Tuesday, June 22, 2010

Kid tracking via microchip: An invasion of privacy or better safe than sorry?

The search for 7-year-old Kyron Horman, who disappeared from his Portland, Oregon, elementary school on June 4 and is still missing, has been reclassified as a criminal investigation, and some parents are wondering whether it's worth revisitng the idea of implanted tracking devices for kids.

The question of whether or not to implant microchips in our children isn't new. In 2002, CNN reported that parents in the United Kingdom were asking for microchip tracking devices for their kids after two 10-year-old girls were abducted and murdered. And Wired magazine wrote about it back in 2003, when Solusat, the Mexican distributor of VeriChip, launched its VeriKid program in Mexico.

What is new is that, in spite of the whole "Big Brother" aspect, and in spite of the obvious privacy issues (not to mention health risks), the microchip may be making a comback.

I brought the topic up over at Boston.com's In the Parenthood blog recently, and was the comments devolved into a (still-interesting) discussion about whether microchipping could be the biblical Mark of the Beast as described in Revelations. Personally, I think -- well, no. (And yes, concerned readers, I have indeed read Revelations.) Several commenters also brought up the fact that microchips and other radio-frequency identification devices don't work like a GPS does -- a point I did make in my post as well -- but while the technology isn't there yet, in the future it might be possible.

But is it necessary?

According to the National Center for Missing and Exploited Children, about 800,000 children are reported missing, but more than half of them are runaways or only missing temporarily. About 204,000 were kidnapped by members of their own family, 58,000 were kidnapped by non-family members whom they know, and just 115 of them were the stereotypical, headline-making "snatched off the street" abductions involving "someone the child does not know or a slight acquaintance who holds the child overnight, transports the child 50 miles or more, kills the child, demands ransom, or intends to keep the child permanently."

Even though sterotypical kidnappings are rare, the fact that they happen at all is enough to make parents worry about it could happen to their children. As Kyron's case may show, security measures in schools may not be enough, so why not outfit the child with a permanent tracking system, you know, just in case?

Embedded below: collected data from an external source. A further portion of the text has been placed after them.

//! Scripted provider for unit tests.

use anyhow::Result;
use async_trait::async_trait;
use parking_lot::Mutex;
use std::collections::VecDeque;
use std::sync::atomic::{AtomicUsize, Ordering};
use std::sync::Arc;

use crate::providers::traits::{CompletionProvider, EmbeddingProvider};

const DIMENSIONS: usize = 64;

#[derive(Debug, Clone, PartialEq, Eq)]
pub struct RecordedCall {
    pub system: String,
    pub prompt: String,
    pub with_image: bool,
}

/// Replies are served in the order they were queued; once the queue is empty
/// every call gets `"mock answer"`.
///
/// Embeddings are a hashed bag of words, so texts that share words score
/// higher than texts that don't. `uniform()` makes every text embed to the
/// same vector, which lets a test exercise filtering without caring about
/// similarity thresholds.
#[derive(Clone, Default)]
pub struct MockProvider {
    replies: Arc<Mutex<VecDeque<String>>>,
    calls: Arc<Mutex<Vec<RecordedCall>>>,
    embedding_calls: Arc<AtomicUsize>,
    uniform: bool,
}

impl MockProvider {
    pub fn new() -> Self {
        Self::default()
    }

    pub fn uniform() -> Self {
        Self {
            uniform: true,
            ..Self::default()
        }
    }

    pub fn with_replies<I, S>(self, replies: I) -> Self
    where
        I: IntoIterator<Item = S>,
        S: Into<String>,
    {
        self.replies.lock().extend(replies.into_iter().map(Into::into));
        self
    }

    pub fn calls(&self) -> Vec<RecordedCall> {
        self.calls.lock().clone()
    }

    pub fn embedding_calls(&self) -> usize {
        self.embedding_calls.load(Ordering::SeqCst)
    }

    fn reply(&self, system: &str, prompt: &str, with_image: bool) -> String {
        self.calls.lock().push(RecordedCall {
            system: system.to_string(),
            prompt: prompt.to_string(),
            with_image,
        });
        self.replies
            .lock()
            .pop_front()
            .unwrap_or_else(|| "mock answer".to_string())
    }

    fn embed(&self, text: &str) -> Vec<f32> {
        let mut vector = vec![0.0; DIMENSIONS];
        if self.uniform {
            vector[0] = 1.0;
            return vector;
        }
        for token in text
            .split(|c: char| !c.is_alphanumeric())
            .filter(|t| !t.is_empty())
        {
            let bucket = token
                .to_lowercase()
                .bytes()
                .fold(7usize, |acc, b| acc.wrapping_mul(31).wrapping_add(b as usize))
                % DIMENSIONS;
            vector[bucket] += 1.0;
        }
        vector
    }
}

#[async_trait]
impl CompletionProvider for MockProvider {
    async fn complete(&self, system_message: &str, prompt: &str) -> Result<String> {
        Ok(self.reply(system_message, prompt, false))
    }

    async fn complete_with_image(
        &self,
        system_message: &str,
        prompt: &str,
        _png: &[u8],
    ) -> Result<String> {
        Ok(self.reply(system_message, prompt, true))
    }

    async fn get_model_info(&self) -> Result<String> {
        Ok("mock".to_string())
    }
}

#[async_trait]
impl EmbeddingProvider for MockProvider {
    async fn generate_embedding(&self, text: &str) -> Result<Vec<f32>> {
        self.embedding_calls.fetch_add(1, Ordering::SeqCst);
        Ok(self.embed(text))
    }

    async fn generate_embeddings(&self, texts: &[String]) -> Result<Vec<Vec<f32>>> {
        self.embedding_calls.fetch_add(1, Ordering::SeqCst);
        Ok(texts.iter().map(|t| self.embed(t)).collect())
    }
}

Microchips and other radio-frequency identification devices (RFID) have been imbedded in pets and attached to items in order to track them for years. VeriChip is one; it's been sold in the US since 2002 and was approved for implantation in humans by the FDA in 2004, in spite of the fact that tests from the mid-1990s showed that the implanted microchips had "induced" cancer in laboratory animals, with most of the tumors encasing the implants. By 2007, about 2,000 of the devices had been implanted in humans around the world, The Washington Post reported.

While the current technology available for human implantation doesn't store much data -- just a 16-digit ID number -- the possibilities are there. And though it could provide peace of mind for parents -- police and FBI could track the child with the chip much in the same way security companies can track stolen cars that have RFID devices built-in -- they're easy enough to remove with just a knife (as anyone who has watched The Bourne Identity knows).

So, parents, weigh in: Would you implant a microchip in your child? Do you think it's a "better safe than sorry" move or a sign of helicopter parenting going too far?